WHAT TO WORK ON —
Take the listing that follows and copy it precisely.

___

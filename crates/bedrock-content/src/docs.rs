//! Documentation loading.
//!
//! Documents live flat under one root as `{id}.md`. Loading is keyed by the
//! raw identifier and does not consult the catalog, so a document can exist
//! for an id the catalog does not list (and vice versa).

use std::path::{Path, PathBuf};

use bedrock_core::util::files::{self, FindOptions};
use bedrock_core::{Result, validate_id};

use crate::markdown::render_html;

/// Reads `{id}.md` files from the documentation root.
#[derive(Debug, Clone)]
pub struct DocumentLoader {
    root: PathBuf,
}

impl DocumentLoader {
    /// Create a loader over `root`.
    pub fn new(root: impl Into<PathBuf>) -> Self {
        Self { root: root.into() }
    }

    /// The documentation root.
    pub fn root(&self) -> &Path {
        &self.root
    }

    /// Path of the document for `id`.
    ///
    /// # Errors
    ///
    /// [`bedrock_core::Error::InvalidId`] if `id` could escape the root.
    ///
    /// A valid id holds no separator, so appending `.md` keeps the path a
    /// single component under the root for every id the catalog accepts.
    pub fn path_for(&self, id: &str) -> Result<PathBuf> {
        let id = validate_id(id)?;
        Ok(self.root.join(format!("{id}.md")))
    }

    /// Read the raw markdown for `id`.
    ///
    /// # Errors
    ///
    /// - [`bedrock_core::Error::InvalidId`] for an unusable identifier
    /// - [`bedrock_core::Error::NotFound`] when `{id}.md` does not exist
    /// - an I/O error for anything else (permissions, invalid UTF-8)
    pub async fn load_markdown(&self, id: &str) -> Result<String> {
        let path = self.path_for(id)?;
        log::debug!("Loading documentation for '{}' from {}", id, path.display());
        files::read_file(&path).await
    }

    /// Read and render the documentation for `id` as sanitized HTML.
    pub async fn load_documentation(&self, id: &str) -> Result<String> {
        let markdown = self.load_markdown(id).await?;
        Ok(render_html(&markdown))
    }

    /// Whether a document exists for `id`. Invalid ids never exist.
    pub async fn has_document(&self, id: &str) -> bool {
        match self.path_for(id) {
            Ok(path) => files::exists(&path).await,
            Err(_) => false,
        }
    }

    /// Identifiers of every `.md` file directly under the root, sorted.
    pub async fn documented_ids(&self) -> Result<Vec<String>> {
        let found = files::find_all_files(&self.root, FindOptions::markdown().with_max_depth(1))
            .await?;
        Ok(found.into_iter().map(|info| info.stem).collect())
    }
}
//! MongoDB Driver Integration Tests
//!
//! Note: These tests require a running MongoDB server. Point `MONGODB_URI` at
//! it (default `mongodb://127.0.0.1:27017`) and run with `cargo test -- --ignored`.

use std::collections::HashMap;
use std::time::Duration;

use mongodb::bson::{doc, DateTime, Document};
use mongodb::Client;
use serde_json::{json, Value};
use ttlcache::cache::{current_timestamp_ms, MongoOptions};
use ttlcache::{Driver, MongoDriver, Ttl};

// == Helper Functions ==

fn mongo_uri() -> String {
    std::env::var("MONGODB_URI").unwrap_or_else(|_| "mongodb://127.0.0.1:27017".to_string())
}

fn options(test: &str) -> MongoOptions {
    MongoOptions {
        database: "ttlcache_test".to_string(),
        collection: format!("entries_{}", test),
        default_expiration: Duration::from_secs(60),
        operation_timeout: Duration::from_secs(5),
    }
}

/// Each test uses its own collection so parallel runs stay isolated.
async fn driver(test: &str) -> MongoDriver {
    let cache = MongoDriver::connect(&mongo_uri(), options(test)).await.unwrap();
    cache.flush().await.unwrap();
    cache
}

fn keys(names: &[&str]) -> Vec<String> {
    names.iter().map(|k| k.to_string()).collect()
}

// == Tests ==

#[tokio::test]
#[ignore]
async fn test_set_get_and_overwrite() {
    let cache = driver("basic").await;

    cache.set("user", json!({"name": "ada", "tags": ["x"]}), Ttl::Default).await.unwrap();
    cache.set("user", json!({"name": "grace"}), Ttl::Forever).await.unwrap();

    assert_eq!(cache.get("user").await.unwrap(), Some(json!({"name": "grace"})));
    assert!(cache.has("user").await.unwrap());
    assert_eq!(cache.stats().await.unwrap().count, 1);

    cache.flush().await.unwrap();
    cache.close().await.unwrap();
}

#[tokio::test]
#[ignore]
async fn test_expired_document_not_yet_deleted_is_a_miss() {
    let cache = driver("expired").await;
    let opts = options("expired");

    // The TTL monitor runs about once a minute, so this document lingers
    let raw = Client::with_uri_str(mongo_uri())
        .await
        .unwrap()
        .database(&opts.database)
        .collection::<Document>(&opts.collection);
    let past = DateTime::from_millis(current_timestamp_ms() as i64 - 10_000);
    raw.insert_one(doc! {
        "_id": "stale",
        "value": "old",
        "expiration": past,
        "created_at": past,
    })
    .await
    .unwrap();

    assert_eq!(cache.get("stale").await.unwrap(), None);
    assert!(!cache.has("stale").await.unwrap());
    let batch = cache.get_multiple(&keys(&["stale"])).await;
    assert_eq!(batch.missing, keys(&["stale"]));
    assert_eq!(cache.stats().await.unwrap().count, 0);

    cache.flush().await.unwrap();
}

#[tokio::test]
#[ignore]
async fn test_short_ttl_expires_on_read() {
    let cache = driver("short").await;

    cache.set("k", json!(1), Ttl::from_millis(100)).await.unwrap();
    assert!(cache.has("k").await.unwrap());

    tokio::time::sleep(Duration::from_millis(250)).await;

    assert_eq!(cache.get("k").await.unwrap(), None);
    cache.flush().await.unwrap();
}

#[tokio::test]
#[ignore]
async fn test_batch_operations() {
    let cache = driver("batch").await;
    let values: HashMap<String, Value> = [
        ("a".to_string(), json!("x")),
        ("b".to_string(), json!([1, 2, 3])),
        ("c".to_string(), json!(null)),
    ]
    .into_iter()
    .collect();

    cache.set_multiple(values.clone(), Ttl::Default).await.unwrap();

    let batch = cache.get_multiple(&keys(&["a", "b", "c", "d"])).await;
    assert_eq!(batch.found, values);
    assert_eq!(batch.missing, keys(&["d"]));

    cache.delete_multiple(&keys(&["a", "b"])).await.unwrap();
    cache.delete("never-set").await.unwrap();
    assert_eq!(cache.stats().await.unwrap().count, 1);

    cache.flush().await.unwrap();
}

#[tokio::test]
#[ignore]
async fn test_borrowed_client_survives_close() {
    let client = Client::with_uri_str(mongo_uri()).await.unwrap();
    let cache = MongoDriver::with_client(client.clone(), options("borrowed"))
        .await
        .unwrap();

    cache.set("k", json!(1), Ttl::Default).await.unwrap();
    cache.close().await.unwrap();
    cache.close().await.unwrap();

    assert!(matches!(
        cache.get("k").await,
        Err(ttlcache::CacheError::Closed("mongodb"))
    ));
    client
        .database("ttlcache_test")
        .run_command(doc! { "ping": 1 })
        .await
        .unwrap();

    client
        .database("ttlcache_test")
        .collection::<Document>("entries_borrowed")
        .delete_many(doc! {})
        .await
        .unwrap();
}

___

OUTPUT FOR THIS EXERCISE —
filename crates/bedrock-content/src/docs.rs
//! Documentation loading.
//!
//! Documents live flat under one root as `{id}.md`. Loading is keyed by the
//! raw identifier and does not consult the catalog, so a document can exist
//! for an id the catalog does not list (and vice versa).

use std::path::{Path, PathBuf};

use bedrock_core::util::files::{self, FindOptions};
use bedrock_core::{Result, validate_id};

use crate::markdown::render_html;

/// Reads `{id}.md` files from the documentation root.
#[derive(Debug, Clone)]
pub struct DocumentLoader {
    root: PathBuf,
}

impl DocumentLoader {
    /// Create a loader over `root`.
    pub fn new(root: impl Into<PathBuf>) -> Self {
        Self { root: root.into() }
    }

    /// The documentation root.
    pub fn root(&self) -> &Path {
        &self.root
    }

    /// Path of the document for `id`.
    ///
    /// # Errors
    ///
    /// [`bedrock_core::Error::InvalidId`] if `id` could escape the root.
    ///
    /// A valid id holds no separator, so appending `.md` keeps the path a
    /// single component under the root for every id the catalog accepts.
    pub fn path_for(&self, id: &str) -> Result<PathBuf> {
        let id = validate_id(id)?;
        Ok(self.root.join(format!("{id}.md")))
    }

    /// Read the raw markdown for `id`.
    ///
    /// # Errors
    ///
    /// - [`bedrock_core::Error::InvalidId`] for an unusable identifier
    /// - [`bedrock_core::Error::NotFound`] when `{id}.md` does not exist
    /// - an I/O error for anything else (permissions, invalid UTF-8)
    pub async fn load_markdown(&self, id: &str) -> Result<String> {
        let path = self.path_for(id)?;
        log::debug!("Loading documentation for '{}' from {}", id, path.display());
        files::read_file(&path).await
    }

    /// Read and render the documentation for `id` as sanitized HTML.
    pub async fn load_documentation(&self, id: &str) -> Result<String> {
        let markdown = self.load_markdown(id).await?;
        Ok(render_html(&markdown))
    }

    /// Whether a document exists for `id`. Invalid ids never exist.
    pub async fn has_document(&self, id: &str) -> bool {
        match self.path_for(id) {
            Ok(path) => files::exists(&path).await,
            Err(_) => false,
        }
    }

    /// Identifiers of every `.md` file directly under the root, sorted.
    pub async fn documented_ids(&self) -> Result<Vec<String>> {
        let found = files::find_all_files(&self.root, FindOptions::markdown().with_max_depth(1))
            .await?;
        Ok(found.into_iter().map(|info| info.stem).collect())
    }
}
//! MongoDB Driver Integration Tests
//!
//! Note: These tests require a running MongoDB server. Point `MONGODB_URI` at
//! it (default `mongodb://127.0.0.1:27017`) and run with `cargo test -- --ignored`.

use std::collections::HashMap;
use std::time::Duration;

use mongodb::bson::{doc, DateTime, Document};
use mongodb::Client;
use serde_json::{json, Value};
use ttlcache::cache::{current_timestamp_ms, MongoOptions};
use ttlcache::{Driver, MongoDriver, Ttl};

// == Helper Functions ==

fn mongo_uri() -> String {
    std::env::var("MONGODB_URI").unwrap_or_else(|_| "mongodb://127.0.0.1:27017".to_string())
}

fn options(test: &str) -> MongoOptions {
    MongoOptions {
        database: "ttlcache_test".to_string(),
        collection: format!("entries_{}", test),
        default_expiration: Duration::from_secs(60),
        operation_timeout: Duration::from_secs(5),
    }
}

/// Each test uses its own collection so parallel runs stay isolated.
async fn driver(test: &str) -> MongoDriver {
    let cache = MongoDriver::connect(&mongo_uri(), options(test)).await.unwrap();
    cache.flush().await.unwrap();
    cache
}

fn keys(names: &[&str]) -> Vec<String> {
    names.iter().map(|k| k.to_string()).collect()
}

// == Tests ==

#[tokio::test]
#[ignore]
async fn test_set_get_and_overwrite() {
    let cache = driver("basic").await;

    cache.set("user", json!({"name": "ada", "tags": ["x"]}), Ttl::Default).await.unwrap();
    cache.set("user", json!({"name": "grace"}), Ttl::Forever).await.unwrap();

    assert_eq!(cache.get("user").await.unwrap(), Some(json!({"name": "grace"})));
    assert!(cache.has("user").await.unwrap());
    assert_eq!(cache.stats().await.unwrap().count, 1);

    cache.flush().await.unwrap();
    cache.close().await.unwrap();
}

#[tokio::test]
#[ignore]
async fn test_expired_document_not_yet_deleted_is_a_miss() {
    let cache = driver("expired").await;
    let opts = options("expired");

    // The TTL monitor runs about once a minute, so this document lingers
    let raw = Client::with_uri_str(mongo_uri())
        .await
        .unwrap()
        .database(&opts.database)
        .collection::<Document>(&opts.collection);
    let past = DateTime::from_millis(current_timestamp_ms() as i64 - 10_000);
    raw.insert_one(doc! {
        "_id": "stale",
        "value": "old",
        "expiration": past,
        "created_at": past,
    })
    .await
    .unwrap();

    assert_eq!(cache.get("stale").await.unwrap(), None);
    assert!(!cache.has("stale").await.unwrap());
    let batch = cache.get_multiple(&keys(&["stale"])).await;
    assert_eq!(batch.missing, keys(&["stale"]));
    assert_eq!(cache.stats().await.unwrap().count, 0);

    cache.flush().await.unwrap();
}

#[tokio::test]
#[ignore]
async fn test_short_ttl_expires_on_read() {
    let cache = driver("short").await;

    cache.set("k", json!(1), Ttl::from_millis(100)).await.unwrap();
    assert!(cache.has("k").await.unwrap());

    tokio::time::sleep(Duration::from_millis(250)).await;

    assert_eq!(cache.get("k").await.unwrap(), None);
    cache.flush().await.unwrap();
}

#[tokio::test]
#[ignore]
async fn test_batch_operations() {
    let cache = driver("batch").await;
    let values: HashMap<String, Value> = [
        ("a".to_string(), json!("x")),
        ("b".to_string(), json!([1, 2, 3])),
        ("c".to_string(), json!(null)),
    ]
    .into_iter()
    .collect();

    cache.set_multiple(values.clone(), Ttl::Default).await.unwrap();

    let batch = cache.get_multiple(&keys(&["a", "b", "c", "d"])).await;
    assert_eq!(batch.found, values);
    assert_eq!(batch.missing, keys(&["d"]));

    cache.delete_multiple(&keys(&["a", "b"])).await.unwrap();
    cache.delete("never-set").await.unwrap();
    assert_eq!(cache.stats().await.unwrap().count, 1);

    cache.flush().await.unwrap();
}

#[tokio::test]
#[ignore]
async fn test_borrowed_client_survives_close() {
    let client = Client::with_uri_str(mongo_uri()).await.unwrap();
    let cache = MongoDriver::with_client(client.clone(), options("borrowed"))
        .await
        .unwrap();

    cache.set("k", json!(1), Ttl::Default).await.unwrap();
    cache.close().await.unwrap();
    cache.close().await.unwrap();

    assert!(matches!(
        cache.get("k").await,
        Err(ttlcache::CacheError::Closed("mongodb"))
    ));
    client
        .database("ttlcache_test")
        .run_command(doc! { "ping": 1 })
        .await
        .unwrap();

    client
        .database("ttlcache_test")
        .collection::<Document>("entries_borrowed")
        .delete_many(doc! {})
        .await
        .unwrap();
}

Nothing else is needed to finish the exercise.